▸ **WHAT YOU HAVE TO DO**:
Of the lines below, write out exactly those from the line with "empty batch is" through the line with "TABLE IF NOT", both included, and skip the rest.

Saved entries:
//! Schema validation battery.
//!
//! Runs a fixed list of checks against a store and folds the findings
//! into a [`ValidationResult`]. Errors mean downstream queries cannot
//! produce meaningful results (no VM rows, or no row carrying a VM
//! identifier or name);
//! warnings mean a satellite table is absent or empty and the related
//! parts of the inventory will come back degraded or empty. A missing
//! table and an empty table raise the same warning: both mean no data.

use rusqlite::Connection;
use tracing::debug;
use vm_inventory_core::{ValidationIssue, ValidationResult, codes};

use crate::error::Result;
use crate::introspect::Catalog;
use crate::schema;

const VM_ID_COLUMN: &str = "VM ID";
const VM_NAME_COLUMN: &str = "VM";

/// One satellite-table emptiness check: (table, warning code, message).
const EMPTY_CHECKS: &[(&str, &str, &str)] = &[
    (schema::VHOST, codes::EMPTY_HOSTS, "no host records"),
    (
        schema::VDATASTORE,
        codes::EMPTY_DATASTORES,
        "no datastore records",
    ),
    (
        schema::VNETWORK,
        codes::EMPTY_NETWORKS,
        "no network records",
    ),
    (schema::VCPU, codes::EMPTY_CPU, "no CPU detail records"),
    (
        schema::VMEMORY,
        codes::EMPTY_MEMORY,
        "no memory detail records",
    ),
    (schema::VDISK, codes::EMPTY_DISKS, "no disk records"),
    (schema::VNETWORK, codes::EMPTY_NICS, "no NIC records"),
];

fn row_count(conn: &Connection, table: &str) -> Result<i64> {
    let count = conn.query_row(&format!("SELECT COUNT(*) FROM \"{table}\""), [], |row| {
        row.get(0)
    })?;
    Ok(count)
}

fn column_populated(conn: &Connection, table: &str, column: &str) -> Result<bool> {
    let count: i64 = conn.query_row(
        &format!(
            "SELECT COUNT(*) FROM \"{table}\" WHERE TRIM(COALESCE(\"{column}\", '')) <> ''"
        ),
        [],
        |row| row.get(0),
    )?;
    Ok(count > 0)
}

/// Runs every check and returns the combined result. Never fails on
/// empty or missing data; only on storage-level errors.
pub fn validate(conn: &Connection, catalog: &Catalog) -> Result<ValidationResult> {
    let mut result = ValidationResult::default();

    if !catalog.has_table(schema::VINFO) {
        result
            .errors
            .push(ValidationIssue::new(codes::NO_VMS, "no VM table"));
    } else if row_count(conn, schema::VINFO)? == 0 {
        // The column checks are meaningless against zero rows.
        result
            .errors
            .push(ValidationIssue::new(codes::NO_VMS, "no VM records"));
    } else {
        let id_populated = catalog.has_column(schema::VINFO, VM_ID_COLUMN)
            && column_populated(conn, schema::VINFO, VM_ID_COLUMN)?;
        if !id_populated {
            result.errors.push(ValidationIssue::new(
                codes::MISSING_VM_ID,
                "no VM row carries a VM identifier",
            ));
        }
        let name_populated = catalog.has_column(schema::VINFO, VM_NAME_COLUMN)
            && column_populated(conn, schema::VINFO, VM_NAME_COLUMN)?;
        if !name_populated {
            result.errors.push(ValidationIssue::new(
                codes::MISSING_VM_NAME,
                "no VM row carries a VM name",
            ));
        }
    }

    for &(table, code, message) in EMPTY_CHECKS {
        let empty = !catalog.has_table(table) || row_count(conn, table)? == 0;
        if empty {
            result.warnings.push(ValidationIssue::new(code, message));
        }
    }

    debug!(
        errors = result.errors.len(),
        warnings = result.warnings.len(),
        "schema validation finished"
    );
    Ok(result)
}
* * *
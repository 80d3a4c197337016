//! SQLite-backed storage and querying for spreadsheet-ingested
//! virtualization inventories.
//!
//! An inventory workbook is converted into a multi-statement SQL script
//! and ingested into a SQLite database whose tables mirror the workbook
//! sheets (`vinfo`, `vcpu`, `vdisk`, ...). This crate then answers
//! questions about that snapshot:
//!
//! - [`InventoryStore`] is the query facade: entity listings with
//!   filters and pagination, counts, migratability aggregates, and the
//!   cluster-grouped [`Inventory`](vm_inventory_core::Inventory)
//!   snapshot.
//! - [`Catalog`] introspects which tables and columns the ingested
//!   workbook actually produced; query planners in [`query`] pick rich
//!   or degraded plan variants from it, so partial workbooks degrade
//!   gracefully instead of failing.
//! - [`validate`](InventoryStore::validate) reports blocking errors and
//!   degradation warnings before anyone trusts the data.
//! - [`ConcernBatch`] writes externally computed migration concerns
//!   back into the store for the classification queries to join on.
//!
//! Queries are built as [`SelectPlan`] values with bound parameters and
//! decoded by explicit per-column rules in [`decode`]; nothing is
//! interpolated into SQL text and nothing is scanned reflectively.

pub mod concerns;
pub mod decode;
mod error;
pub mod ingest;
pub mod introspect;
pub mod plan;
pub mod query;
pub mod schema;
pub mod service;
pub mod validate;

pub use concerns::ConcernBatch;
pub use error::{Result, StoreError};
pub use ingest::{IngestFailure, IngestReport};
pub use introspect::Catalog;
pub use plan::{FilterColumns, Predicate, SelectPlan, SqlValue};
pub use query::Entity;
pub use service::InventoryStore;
* * *
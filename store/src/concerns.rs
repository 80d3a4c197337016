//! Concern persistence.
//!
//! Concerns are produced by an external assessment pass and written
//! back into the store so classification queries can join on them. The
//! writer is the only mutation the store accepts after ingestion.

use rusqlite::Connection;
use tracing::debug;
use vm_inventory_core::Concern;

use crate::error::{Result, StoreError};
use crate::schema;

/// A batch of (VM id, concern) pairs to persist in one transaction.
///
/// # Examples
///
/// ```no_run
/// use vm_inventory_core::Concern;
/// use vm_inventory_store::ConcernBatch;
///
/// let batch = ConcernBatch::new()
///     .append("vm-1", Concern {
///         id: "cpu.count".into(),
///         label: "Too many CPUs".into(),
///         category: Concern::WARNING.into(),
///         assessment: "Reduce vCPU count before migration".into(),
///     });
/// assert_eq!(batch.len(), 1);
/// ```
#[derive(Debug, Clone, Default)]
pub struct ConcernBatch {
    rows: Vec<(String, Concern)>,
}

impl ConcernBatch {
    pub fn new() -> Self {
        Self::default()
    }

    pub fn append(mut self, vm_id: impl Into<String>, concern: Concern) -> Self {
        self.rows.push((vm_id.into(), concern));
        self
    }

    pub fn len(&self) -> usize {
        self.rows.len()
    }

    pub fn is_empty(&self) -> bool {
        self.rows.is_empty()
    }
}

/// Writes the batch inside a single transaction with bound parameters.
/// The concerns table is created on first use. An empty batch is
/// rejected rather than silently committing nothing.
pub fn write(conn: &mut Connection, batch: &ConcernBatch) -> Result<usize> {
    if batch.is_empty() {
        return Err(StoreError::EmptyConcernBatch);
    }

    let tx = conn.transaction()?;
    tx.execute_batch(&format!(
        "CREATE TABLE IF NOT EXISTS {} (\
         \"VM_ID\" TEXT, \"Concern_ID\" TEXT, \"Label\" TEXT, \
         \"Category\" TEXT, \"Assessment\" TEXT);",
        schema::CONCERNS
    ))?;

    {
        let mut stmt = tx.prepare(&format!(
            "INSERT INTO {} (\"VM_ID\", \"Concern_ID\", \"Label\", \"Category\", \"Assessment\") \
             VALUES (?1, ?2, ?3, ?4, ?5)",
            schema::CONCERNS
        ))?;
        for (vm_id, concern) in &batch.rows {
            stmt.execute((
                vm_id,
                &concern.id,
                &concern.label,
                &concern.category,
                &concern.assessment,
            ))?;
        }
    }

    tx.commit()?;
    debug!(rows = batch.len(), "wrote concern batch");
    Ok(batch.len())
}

▸ **OUTPUT**:
/// The concerns table is created on first use. An empty batch is
/// rejected rather than silently committing nothing.
pub fn write(conn: &mut Connection, batch: &ConcernBatch) -> Result<usize> {
    if batch.is_empty() {
        return Err(StoreError::EmptyConcernBatch);
    }

    let tx = conn.transaction()?;
    tx.execute_batch(&format!(
        "CREATE TABLE IF NOT EXISTS {} (\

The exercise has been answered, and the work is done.